Using the records below, copy every line that holds the string "plain".
[[ Provided entries open ]]
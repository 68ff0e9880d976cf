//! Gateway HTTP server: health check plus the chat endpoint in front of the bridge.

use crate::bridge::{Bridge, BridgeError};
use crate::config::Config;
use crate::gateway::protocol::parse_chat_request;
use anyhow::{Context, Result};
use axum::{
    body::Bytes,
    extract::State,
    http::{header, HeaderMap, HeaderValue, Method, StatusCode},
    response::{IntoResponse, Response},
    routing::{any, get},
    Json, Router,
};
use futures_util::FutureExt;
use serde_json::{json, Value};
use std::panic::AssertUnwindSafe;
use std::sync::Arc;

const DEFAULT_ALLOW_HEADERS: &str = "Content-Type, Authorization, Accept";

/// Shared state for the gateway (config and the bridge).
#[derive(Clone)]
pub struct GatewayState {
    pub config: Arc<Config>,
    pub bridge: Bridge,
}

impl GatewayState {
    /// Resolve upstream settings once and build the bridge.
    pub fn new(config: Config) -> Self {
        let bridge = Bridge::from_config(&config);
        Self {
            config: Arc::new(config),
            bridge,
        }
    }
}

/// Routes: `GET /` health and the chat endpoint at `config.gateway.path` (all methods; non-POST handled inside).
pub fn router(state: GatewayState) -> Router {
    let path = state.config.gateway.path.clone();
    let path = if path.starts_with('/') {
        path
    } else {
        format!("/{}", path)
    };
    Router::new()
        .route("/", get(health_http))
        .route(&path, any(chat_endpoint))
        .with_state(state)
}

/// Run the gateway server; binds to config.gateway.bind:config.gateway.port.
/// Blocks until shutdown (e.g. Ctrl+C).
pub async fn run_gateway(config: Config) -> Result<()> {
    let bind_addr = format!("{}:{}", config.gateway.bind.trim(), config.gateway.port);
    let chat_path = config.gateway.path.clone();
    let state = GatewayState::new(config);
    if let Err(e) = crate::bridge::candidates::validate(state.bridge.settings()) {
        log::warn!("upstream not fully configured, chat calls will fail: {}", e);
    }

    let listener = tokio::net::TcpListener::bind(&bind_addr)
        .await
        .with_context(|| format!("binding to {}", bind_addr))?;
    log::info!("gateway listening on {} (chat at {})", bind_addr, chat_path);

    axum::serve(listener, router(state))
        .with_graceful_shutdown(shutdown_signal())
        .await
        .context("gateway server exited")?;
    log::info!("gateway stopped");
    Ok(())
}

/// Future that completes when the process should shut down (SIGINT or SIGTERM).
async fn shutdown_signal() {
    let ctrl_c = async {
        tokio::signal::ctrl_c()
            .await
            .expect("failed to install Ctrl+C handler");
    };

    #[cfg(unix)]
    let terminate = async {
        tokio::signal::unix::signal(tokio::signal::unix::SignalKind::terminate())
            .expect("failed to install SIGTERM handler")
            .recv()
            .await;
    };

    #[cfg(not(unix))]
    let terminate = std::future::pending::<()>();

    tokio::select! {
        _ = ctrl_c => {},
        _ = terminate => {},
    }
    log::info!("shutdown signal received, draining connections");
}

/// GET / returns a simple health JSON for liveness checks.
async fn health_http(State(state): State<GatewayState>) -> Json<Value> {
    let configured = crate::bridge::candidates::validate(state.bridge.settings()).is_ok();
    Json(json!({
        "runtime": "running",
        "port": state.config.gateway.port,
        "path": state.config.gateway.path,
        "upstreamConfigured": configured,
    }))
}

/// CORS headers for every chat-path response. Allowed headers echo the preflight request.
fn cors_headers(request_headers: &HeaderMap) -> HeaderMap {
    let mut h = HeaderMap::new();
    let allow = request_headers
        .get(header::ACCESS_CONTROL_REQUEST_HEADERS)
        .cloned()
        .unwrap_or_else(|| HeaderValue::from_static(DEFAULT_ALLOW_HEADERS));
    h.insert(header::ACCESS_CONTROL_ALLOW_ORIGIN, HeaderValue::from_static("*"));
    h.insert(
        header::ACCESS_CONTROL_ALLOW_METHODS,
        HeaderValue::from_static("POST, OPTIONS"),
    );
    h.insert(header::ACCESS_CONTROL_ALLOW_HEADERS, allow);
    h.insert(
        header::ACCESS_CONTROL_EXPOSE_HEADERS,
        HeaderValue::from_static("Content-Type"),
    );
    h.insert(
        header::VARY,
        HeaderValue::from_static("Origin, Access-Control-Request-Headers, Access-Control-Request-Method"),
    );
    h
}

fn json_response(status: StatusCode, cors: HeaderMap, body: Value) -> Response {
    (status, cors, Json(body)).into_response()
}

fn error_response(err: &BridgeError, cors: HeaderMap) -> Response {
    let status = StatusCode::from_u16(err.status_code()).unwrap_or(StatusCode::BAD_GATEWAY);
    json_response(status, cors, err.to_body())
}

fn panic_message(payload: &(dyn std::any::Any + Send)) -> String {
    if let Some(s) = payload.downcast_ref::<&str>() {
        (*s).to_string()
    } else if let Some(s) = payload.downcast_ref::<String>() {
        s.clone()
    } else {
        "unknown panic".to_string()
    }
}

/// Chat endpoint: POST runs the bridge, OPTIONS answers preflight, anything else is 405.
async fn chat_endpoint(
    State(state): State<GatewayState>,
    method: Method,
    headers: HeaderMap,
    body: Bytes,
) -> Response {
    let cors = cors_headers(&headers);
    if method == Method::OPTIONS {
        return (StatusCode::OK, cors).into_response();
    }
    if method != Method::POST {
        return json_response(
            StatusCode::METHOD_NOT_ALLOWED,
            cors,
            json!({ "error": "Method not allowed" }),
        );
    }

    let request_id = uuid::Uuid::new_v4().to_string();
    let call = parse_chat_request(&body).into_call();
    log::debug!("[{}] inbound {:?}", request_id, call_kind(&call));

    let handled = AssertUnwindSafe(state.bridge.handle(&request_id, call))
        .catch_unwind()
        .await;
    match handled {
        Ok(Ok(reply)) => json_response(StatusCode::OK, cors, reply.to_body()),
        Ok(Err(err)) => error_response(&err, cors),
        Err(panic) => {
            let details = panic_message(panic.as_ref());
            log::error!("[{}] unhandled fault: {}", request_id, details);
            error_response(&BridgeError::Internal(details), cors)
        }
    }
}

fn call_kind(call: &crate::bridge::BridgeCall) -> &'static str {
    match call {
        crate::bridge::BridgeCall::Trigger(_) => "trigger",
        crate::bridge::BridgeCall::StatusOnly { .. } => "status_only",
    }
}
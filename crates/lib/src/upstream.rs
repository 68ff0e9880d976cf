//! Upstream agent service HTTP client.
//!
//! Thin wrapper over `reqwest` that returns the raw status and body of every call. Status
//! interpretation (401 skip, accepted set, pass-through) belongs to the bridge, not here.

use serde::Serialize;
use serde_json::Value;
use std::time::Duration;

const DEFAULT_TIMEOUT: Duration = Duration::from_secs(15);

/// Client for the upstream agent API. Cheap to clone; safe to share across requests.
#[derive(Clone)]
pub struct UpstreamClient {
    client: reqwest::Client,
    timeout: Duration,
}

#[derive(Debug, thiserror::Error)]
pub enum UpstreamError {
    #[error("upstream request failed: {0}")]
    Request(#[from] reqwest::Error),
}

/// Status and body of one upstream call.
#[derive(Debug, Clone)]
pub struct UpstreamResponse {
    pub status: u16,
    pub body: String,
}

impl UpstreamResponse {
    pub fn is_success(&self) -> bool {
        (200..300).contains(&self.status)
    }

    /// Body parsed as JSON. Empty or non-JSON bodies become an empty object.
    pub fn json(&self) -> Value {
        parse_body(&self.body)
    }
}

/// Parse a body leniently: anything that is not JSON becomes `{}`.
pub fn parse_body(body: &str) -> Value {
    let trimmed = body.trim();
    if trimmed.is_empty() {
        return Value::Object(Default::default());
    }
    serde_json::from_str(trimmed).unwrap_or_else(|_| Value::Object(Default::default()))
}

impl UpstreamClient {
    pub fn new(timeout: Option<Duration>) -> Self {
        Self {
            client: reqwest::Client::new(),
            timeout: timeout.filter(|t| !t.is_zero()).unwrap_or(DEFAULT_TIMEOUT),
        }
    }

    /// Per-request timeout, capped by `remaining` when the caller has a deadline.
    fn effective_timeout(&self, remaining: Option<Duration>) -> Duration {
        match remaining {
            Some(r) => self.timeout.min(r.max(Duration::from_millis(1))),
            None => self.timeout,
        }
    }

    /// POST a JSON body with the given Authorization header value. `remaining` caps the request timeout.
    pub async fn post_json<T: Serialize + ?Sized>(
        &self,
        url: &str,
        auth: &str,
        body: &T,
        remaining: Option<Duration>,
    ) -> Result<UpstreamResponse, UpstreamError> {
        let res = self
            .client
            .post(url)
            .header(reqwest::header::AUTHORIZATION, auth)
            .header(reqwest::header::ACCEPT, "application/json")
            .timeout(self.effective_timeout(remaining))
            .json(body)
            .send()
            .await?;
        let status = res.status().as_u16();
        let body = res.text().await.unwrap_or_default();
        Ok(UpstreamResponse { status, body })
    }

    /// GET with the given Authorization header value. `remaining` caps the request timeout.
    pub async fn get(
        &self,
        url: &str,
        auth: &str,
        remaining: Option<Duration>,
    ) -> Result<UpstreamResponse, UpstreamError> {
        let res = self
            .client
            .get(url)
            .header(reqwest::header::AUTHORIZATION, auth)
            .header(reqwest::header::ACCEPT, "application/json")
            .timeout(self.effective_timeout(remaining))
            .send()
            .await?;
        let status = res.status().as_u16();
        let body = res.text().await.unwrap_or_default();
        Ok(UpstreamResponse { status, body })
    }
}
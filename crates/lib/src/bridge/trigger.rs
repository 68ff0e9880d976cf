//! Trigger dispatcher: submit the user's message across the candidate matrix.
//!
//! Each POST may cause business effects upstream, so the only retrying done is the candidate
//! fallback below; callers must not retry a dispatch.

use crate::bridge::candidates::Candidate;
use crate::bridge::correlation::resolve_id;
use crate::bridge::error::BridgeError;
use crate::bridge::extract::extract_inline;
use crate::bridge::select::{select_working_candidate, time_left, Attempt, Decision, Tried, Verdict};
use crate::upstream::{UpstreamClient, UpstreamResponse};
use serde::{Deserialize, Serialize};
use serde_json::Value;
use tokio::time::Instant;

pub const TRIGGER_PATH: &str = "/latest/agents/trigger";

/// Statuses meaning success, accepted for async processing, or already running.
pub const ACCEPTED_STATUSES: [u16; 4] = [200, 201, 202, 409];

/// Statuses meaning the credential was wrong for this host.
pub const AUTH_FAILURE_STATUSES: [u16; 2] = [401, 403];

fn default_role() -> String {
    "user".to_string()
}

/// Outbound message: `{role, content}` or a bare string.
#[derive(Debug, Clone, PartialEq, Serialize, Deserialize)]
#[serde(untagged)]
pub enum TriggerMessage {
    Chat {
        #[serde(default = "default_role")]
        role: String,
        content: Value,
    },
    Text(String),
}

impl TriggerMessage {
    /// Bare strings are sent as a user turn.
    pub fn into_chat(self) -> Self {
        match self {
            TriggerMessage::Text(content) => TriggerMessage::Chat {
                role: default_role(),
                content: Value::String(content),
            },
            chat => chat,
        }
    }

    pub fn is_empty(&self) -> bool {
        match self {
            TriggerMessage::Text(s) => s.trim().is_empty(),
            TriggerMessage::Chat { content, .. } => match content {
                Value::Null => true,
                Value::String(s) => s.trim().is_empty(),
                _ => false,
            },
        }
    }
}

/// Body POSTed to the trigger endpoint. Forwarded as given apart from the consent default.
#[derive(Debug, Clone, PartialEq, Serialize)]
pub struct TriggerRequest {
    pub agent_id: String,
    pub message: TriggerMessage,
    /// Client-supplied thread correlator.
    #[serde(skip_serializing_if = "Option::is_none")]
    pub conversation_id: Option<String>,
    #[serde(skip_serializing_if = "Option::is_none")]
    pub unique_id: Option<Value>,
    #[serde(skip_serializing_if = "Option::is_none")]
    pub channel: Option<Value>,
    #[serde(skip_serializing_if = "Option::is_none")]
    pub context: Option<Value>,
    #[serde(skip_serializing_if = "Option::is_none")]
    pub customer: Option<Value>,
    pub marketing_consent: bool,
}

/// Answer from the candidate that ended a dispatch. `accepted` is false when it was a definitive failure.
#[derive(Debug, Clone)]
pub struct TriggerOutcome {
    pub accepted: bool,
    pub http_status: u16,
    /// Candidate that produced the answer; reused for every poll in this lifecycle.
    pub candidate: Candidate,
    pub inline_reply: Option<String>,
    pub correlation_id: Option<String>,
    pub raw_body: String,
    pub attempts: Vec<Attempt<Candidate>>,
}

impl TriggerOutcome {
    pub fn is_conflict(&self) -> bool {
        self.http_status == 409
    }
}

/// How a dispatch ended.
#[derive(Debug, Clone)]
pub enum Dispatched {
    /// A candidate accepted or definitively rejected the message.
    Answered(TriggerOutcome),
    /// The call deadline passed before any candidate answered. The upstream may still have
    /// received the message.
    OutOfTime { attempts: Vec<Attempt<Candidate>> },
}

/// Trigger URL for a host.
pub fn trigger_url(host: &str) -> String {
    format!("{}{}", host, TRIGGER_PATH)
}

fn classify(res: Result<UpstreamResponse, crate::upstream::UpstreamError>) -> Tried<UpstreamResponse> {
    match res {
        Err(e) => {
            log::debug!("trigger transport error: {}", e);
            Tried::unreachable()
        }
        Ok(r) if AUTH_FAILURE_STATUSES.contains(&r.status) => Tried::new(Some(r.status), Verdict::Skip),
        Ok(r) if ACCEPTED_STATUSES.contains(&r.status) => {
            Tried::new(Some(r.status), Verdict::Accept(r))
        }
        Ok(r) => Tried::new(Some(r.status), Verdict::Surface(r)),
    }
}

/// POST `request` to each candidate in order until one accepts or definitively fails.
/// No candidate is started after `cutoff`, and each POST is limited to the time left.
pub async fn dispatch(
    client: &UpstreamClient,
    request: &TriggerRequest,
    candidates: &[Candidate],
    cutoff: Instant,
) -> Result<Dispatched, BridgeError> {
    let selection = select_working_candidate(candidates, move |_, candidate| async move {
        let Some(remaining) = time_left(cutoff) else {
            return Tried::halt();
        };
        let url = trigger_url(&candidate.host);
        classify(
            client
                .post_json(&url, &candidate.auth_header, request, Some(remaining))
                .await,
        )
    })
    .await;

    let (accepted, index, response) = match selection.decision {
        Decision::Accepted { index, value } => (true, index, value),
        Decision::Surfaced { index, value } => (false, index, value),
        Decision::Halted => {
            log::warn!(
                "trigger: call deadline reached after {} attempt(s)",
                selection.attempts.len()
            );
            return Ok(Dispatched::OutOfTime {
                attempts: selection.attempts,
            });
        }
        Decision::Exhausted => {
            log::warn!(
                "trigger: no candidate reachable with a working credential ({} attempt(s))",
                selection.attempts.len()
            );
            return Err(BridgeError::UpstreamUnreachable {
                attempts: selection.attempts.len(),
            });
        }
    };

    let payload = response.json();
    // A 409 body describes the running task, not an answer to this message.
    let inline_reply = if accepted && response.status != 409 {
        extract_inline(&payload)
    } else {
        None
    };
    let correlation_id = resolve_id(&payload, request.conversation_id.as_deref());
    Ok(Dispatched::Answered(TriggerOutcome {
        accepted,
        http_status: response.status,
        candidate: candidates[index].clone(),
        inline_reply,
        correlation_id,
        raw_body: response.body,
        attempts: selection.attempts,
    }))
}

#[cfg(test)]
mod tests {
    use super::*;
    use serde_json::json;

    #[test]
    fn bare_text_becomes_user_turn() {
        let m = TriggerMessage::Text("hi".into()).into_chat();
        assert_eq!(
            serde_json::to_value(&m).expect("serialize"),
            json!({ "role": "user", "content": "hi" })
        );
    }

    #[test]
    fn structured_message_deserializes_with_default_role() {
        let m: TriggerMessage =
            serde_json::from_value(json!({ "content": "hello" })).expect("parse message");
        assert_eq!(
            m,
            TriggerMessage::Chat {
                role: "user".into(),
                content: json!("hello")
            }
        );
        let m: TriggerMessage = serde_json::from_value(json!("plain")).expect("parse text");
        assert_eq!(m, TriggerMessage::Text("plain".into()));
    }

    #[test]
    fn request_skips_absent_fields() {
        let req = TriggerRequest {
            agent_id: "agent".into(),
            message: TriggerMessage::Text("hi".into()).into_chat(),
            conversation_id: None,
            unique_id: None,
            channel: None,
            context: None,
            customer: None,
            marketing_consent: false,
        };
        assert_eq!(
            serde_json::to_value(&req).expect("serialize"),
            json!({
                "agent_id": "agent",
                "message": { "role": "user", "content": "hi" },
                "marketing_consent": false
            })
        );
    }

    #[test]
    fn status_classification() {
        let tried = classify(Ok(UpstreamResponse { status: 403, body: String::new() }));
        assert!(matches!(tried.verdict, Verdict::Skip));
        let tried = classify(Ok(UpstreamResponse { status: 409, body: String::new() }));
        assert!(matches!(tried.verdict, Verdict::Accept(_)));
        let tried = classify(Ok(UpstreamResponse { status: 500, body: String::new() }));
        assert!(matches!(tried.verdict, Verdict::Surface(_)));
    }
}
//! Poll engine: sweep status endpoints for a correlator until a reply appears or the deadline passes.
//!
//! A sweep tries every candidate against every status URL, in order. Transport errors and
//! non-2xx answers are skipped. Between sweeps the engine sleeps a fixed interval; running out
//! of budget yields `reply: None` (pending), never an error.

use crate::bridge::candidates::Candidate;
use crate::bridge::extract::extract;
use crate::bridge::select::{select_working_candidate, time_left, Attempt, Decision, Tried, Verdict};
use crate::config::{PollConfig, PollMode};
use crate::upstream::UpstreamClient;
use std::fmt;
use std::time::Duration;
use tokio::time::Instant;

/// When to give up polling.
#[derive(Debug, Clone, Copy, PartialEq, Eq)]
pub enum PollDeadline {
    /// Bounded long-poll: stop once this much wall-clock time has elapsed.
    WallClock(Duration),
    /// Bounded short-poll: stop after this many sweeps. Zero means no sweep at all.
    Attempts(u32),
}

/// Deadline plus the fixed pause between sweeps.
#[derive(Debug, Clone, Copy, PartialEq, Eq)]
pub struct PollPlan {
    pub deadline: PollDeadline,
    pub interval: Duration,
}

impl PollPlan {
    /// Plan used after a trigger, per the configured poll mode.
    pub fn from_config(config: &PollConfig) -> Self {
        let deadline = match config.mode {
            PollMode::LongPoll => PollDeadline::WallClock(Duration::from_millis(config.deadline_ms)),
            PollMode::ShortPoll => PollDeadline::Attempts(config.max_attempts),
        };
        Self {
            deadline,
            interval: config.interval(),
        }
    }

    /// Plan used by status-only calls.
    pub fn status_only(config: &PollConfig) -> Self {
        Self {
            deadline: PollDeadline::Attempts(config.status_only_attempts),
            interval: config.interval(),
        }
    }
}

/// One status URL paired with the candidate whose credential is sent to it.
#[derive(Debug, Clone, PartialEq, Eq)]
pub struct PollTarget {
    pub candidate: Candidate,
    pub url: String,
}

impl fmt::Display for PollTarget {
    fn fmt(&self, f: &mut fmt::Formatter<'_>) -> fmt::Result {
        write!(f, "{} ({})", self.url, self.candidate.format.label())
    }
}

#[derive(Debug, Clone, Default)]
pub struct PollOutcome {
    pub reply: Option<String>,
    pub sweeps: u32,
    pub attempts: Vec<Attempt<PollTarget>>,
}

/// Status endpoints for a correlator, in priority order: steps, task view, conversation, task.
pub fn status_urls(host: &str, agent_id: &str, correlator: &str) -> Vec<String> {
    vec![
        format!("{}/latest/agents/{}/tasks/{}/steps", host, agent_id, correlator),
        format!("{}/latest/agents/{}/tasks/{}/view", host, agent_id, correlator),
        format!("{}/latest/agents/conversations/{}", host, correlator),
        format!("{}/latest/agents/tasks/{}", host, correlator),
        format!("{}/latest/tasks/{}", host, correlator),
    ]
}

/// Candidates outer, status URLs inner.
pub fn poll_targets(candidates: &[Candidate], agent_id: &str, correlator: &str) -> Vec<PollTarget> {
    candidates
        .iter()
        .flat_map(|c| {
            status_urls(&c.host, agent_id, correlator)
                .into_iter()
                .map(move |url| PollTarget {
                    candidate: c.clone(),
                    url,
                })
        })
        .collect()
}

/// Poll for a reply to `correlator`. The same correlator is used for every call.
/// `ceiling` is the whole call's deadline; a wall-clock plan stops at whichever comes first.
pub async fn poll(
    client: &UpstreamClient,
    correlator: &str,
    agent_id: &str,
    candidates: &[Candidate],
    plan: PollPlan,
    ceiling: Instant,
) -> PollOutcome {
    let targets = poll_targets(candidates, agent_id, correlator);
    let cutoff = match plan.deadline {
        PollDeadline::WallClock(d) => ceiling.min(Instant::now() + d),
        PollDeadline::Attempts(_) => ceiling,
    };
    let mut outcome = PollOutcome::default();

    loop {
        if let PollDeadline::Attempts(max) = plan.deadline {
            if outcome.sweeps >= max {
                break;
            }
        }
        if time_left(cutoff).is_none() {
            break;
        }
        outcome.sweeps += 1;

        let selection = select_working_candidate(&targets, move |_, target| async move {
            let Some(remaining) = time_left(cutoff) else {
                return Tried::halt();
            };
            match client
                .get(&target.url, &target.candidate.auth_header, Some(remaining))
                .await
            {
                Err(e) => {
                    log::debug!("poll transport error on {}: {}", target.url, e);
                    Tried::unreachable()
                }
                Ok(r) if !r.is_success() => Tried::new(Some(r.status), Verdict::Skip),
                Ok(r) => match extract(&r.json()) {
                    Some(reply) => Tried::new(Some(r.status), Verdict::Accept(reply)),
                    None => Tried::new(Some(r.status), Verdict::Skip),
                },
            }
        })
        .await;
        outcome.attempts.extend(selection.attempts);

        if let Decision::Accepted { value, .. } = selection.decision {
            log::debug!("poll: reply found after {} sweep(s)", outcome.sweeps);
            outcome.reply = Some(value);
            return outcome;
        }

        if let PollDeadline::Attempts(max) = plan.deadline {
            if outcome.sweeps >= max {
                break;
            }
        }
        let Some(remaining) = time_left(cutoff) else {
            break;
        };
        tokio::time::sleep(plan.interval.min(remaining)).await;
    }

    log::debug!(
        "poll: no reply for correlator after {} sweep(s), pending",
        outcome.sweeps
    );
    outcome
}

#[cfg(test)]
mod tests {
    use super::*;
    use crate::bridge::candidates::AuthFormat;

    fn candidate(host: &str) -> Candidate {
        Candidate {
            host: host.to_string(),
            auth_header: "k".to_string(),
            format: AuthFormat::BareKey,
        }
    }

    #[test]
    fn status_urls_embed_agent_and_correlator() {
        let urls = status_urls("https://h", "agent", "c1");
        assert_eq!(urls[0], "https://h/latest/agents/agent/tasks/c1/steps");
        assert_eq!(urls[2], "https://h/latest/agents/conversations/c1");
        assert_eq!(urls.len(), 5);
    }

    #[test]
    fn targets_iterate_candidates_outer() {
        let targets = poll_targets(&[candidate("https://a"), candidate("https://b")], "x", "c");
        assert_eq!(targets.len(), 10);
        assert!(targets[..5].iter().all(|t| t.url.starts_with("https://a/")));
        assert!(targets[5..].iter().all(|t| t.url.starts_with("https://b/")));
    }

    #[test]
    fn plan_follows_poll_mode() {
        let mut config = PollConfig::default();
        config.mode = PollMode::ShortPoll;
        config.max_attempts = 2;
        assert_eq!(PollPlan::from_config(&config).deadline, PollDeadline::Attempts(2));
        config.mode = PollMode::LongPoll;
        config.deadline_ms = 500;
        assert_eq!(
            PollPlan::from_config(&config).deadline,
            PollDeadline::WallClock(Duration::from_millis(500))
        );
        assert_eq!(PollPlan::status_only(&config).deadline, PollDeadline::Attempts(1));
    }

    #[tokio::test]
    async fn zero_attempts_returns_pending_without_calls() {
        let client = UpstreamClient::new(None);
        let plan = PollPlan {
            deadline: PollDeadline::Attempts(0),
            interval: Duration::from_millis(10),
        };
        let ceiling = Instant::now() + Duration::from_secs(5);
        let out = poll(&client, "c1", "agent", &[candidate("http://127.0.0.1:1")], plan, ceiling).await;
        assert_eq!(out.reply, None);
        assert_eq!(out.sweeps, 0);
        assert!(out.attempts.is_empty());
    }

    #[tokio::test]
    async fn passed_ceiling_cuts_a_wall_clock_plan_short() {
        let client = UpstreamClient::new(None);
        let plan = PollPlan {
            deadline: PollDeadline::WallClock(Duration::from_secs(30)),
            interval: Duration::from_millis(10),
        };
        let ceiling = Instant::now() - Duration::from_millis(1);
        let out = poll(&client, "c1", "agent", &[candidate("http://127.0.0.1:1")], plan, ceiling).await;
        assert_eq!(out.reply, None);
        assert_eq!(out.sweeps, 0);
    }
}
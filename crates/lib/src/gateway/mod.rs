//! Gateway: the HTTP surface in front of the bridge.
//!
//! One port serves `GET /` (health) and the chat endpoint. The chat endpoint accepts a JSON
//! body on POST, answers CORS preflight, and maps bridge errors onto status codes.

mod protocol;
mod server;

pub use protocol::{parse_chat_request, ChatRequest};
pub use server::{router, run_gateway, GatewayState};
[[ Provided entries closed ]]
Answer to this task —
        let m: TriggerMessage = serde_json::from_value(json!("plain")).expect("parse text");
        assert_eq!(m, TriggerMessage::Text("plain".into()));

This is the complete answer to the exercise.